In its 2021 State of the U.S. Teacher Survey, RAND Corporation researchers found that about half of Black teachers reported they were “likely” to leave their jobs by the end of the school year, which was higher than other races.

“Teachers need to be well, teachers need to be whole, teachers need to be healthy for themselves and for the students they teach,” says Elizabeth Steiner, a policy researcher at RAND and an author of the survey. “Everything that was going on during the pandemic, and is still going on, raised the issue to a more urgent level than perhaps it seemed to be before.”

As with so many aspects of life, Black adults serve multiple roles in schools — and not all of them are visible. Children of color are, widely, more academically successful when they have a Black principal, and that success continues down the ladder. Black students who learned from a Black teacher in elementary school are more likely to graduate from high school and enroll in college — 13% more likely if they had one Black teacher, and more than double that at 32% if they had at least two.

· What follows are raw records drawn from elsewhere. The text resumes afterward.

//! Fast monotonic clock: TSC-derived nanosecond timestamps with periodic
//! rebase onto system time.
//!
//! Rebase-under-mutex, interpolate-lock-free split: hot-path reads take
//! a cached `(last_cycle, last_epoch, inv_f)` triple and interpolate,
//! never touching the mutex; a background rebase swaps that triple
//! every `recal_cycles` wall-clock ticks.

use std::sync::atomic::{AtomicU64, Ordering};
use std::sync::Mutex;
use std::time::{SystemTime, UNIX_EPOCH};

/// Abstraction over "what time is it", so tests can substitute a
/// deterministic source instead of the TSC.
pub trait Clock: Send + Sync {
    fn now_ns(&self) -> u64;
}

fn system_now_ns() -> u64 {
    SystemTime::now()
        .duration_since(UNIX_EPOCH)
        .unwrap_or_default()
        .as_nanos() as u64
}

#[cfg(target_arch = "x86_64")]
#[inline(always)]
fn read_tsc() -> u64 {
    unsafe { core::arch::x86_64::_rdtsc() }
}

#[cfg(not(target_arch = "x86_64"))]
#[inline(always)]
fn read_tsc() -> u64 {
    // Non-x86 hosts have no rdtsc; fall back to the rebase anchor alone,
    // which still produces monotonic nanosecond timestamps, just without
    // sub-rebase-interval interpolation precision.
    0
}

struct Anchor {
    /// TSC cycle count at the last rebase.
    last_cycle: u64,
    /// Wall-clock nanoseconds at the last rebase.
    last_epoch_ns: u64,
    /// Nanoseconds per TSC cycle, estimated at the last rebase.
    inv_f: f64,
}

/// TSC-backed [`Clock`]. Rebases onto [`SystemTime`] every `recal_cycles`
/// hot-path reads (approximated via a read counter rather than wall time,
/// to keep the hot path free of any `SystemTime` call).
pub struct FastClock {
    anchor: Mutex<Anchor>,
    // Cached copies of the anchor fields for lock-free reads. Updated
    // under `anchor`'s lock immediately after a rebase.
    cached_last_cycle: AtomicU64,
    cached_last_epoch_ns: AtomicU64,
    cached_inv_f_bits: AtomicU64,
    reads_since_rebase: AtomicU64,
    recal_reads: u64,
}

impl FastClock {
    /// `recal_reads` mirrors the source's `recal_cycles` knob (there
    /// measured in TSC cycles; here in hot-path read count, since this
    /// core has no portable cycle-accurate deadline primitive).
    pub fn new(recal_reads: u64) -> Self {
        let now = system_now_ns();
        let cycle = read_tsc();
        let clock = Self {
            anchor: Mutex::new(Anchor {
                last_cycle: cycle,
                last_epoch_ns: now,
                inv_f: 1.0,
            }),
            cached_last_cycle: AtomicU64::new(cycle),
            cached_last_epoch_ns: AtomicU64::new(now),
            cached_inv_f_bits: AtomicU64::new(1.0f64.to_bits()),
            reads_since_rebase: AtomicU64::new(0),
            recal_reads: recal_reads.max(1),
        };
        clock.rebase();
        clock
    }

    /// Force a rebase now: re-anchors the TSC-to-wall-clock mapping.
    pub fn rebase(&self) {
        let mut anchor = self.anchor.lock().unwrap();
        let now = system_now_ns();
        let cycle = read_tsc();
        let elapsed_ns = now.saturating_sub(anchor.last_epoch_ns);
        let elapsed_cycles = cycle.saturating_sub(anchor.last_cycle);
        if elapsed_cycles > 0 && elapsed_ns > 0 {
            anchor.inv_f = elapsed_ns as f64 / elapsed_cycles as f64;
        }
        anchor.last_cycle = cycle;
        anchor.last_epoch_ns = now;
        self.cached_last_cycle.store(cycle, Ordering::Release);
        self.cached_last_epoch_ns.store(now, Ordering::Release);
        self.cached_inv_f_bits
            .store(anchor.inv_f.to_bits(), Ordering::Release);
        self.reads_since_rebase.store(0, Ordering::Relaxed);
    }
}

impl Clock for FastClock {
    #[inline]
    fn now_ns(&self) -> u64 {
        let last_cycle = self.cached_last_cycle.load(Ordering::Acquire);
        let last_epoch_ns = self.cached_last_epoch_ns.load(Ordering::Acquire);
        let inv_f = f64::from_bits(self.cached_inv_f_bits.load(Ordering::Acquire));

        let cycle = read_tsc();
        let elapsed_cycles = cycle.saturating_sub(last_cycle);
        let estimate = last_epoch_ns + (elapsed_cycles as f64 * inv_f) as u64;

        if self.reads_since_rebase.fetch_add(1, Ordering::Relaxed) >= self.recal_reads {
            self.rebase();
        }
        estimate.max(last_epoch_ns)
    }
}

/// A deterministic clock for tests: starts at a fixed value, advances
/// only when told to.
pub struct ManualClock {
    now: AtomicU64,
}

impl ManualClock {
    pub fn new(start_ns: u64) -> Self {
        Self {
            now: AtomicU64::new(start_ns),
        }
    }

    pub fn advance(&self, delta_ns: u64) {
        self.now.fetch_add(delta_ns, Ordering::SeqCst);
    }

    pub fn set(&self, ns: u64) {
        self.now.store(ns, Ordering::SeqCst);
    }
}

impl Clock for ManualClock {
    fn now_ns(&self) -> u64 {
        self.now.load(Ordering::SeqCst)
    }
}

#[cfg(test)]
mod tests {
    use super::*;

    #[test]
    fn manual_clock_advances_on_demand() {
        let clock = ManualClock::new(1_000);
        assert_eq!(clock.now_ns(), 1_000);
        clock.advance(500);
        assert_eq!(clock.now_ns(), 1_500);
        clock.set(9_999);
        assert_eq!(clock.now_ns(), 9_999);
    }

    #[test]
    fn fast_clock_now_is_monotone_non_decreasing() {
        let clock = FastClock::new(1_000_000);
        let a = clock.now_ns();
        let b = clock.now_ns();
        assert!(b >= a);
    }

    #[test]
    fn fast_clock_rebase_does_not_move_time_backwards() {
        let clock = FastClock::new(4);
        let mut last = clock.now_ns();
        for _ in 0..16 {
            let now = clock.now_ns();
            assert!(now >= last);
            last = now;
        }
    }
}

So a decline in Black teachers would really have far reaching effects on students.

 

Overall, the RAND survey found a lot of job-related stress among teachers. The percentage of teachers who reported “frequent job-related stress and symptoms of depression” was much higher than the general adult population. And, the survey found, the main stressors were the mode of instructions and their health. Teachers described experiencing depressive symptoms and burnout.

“Taken together,” the report says, “these results suggest that job-related stress poses immediate and long-term threats to the teacher supply.”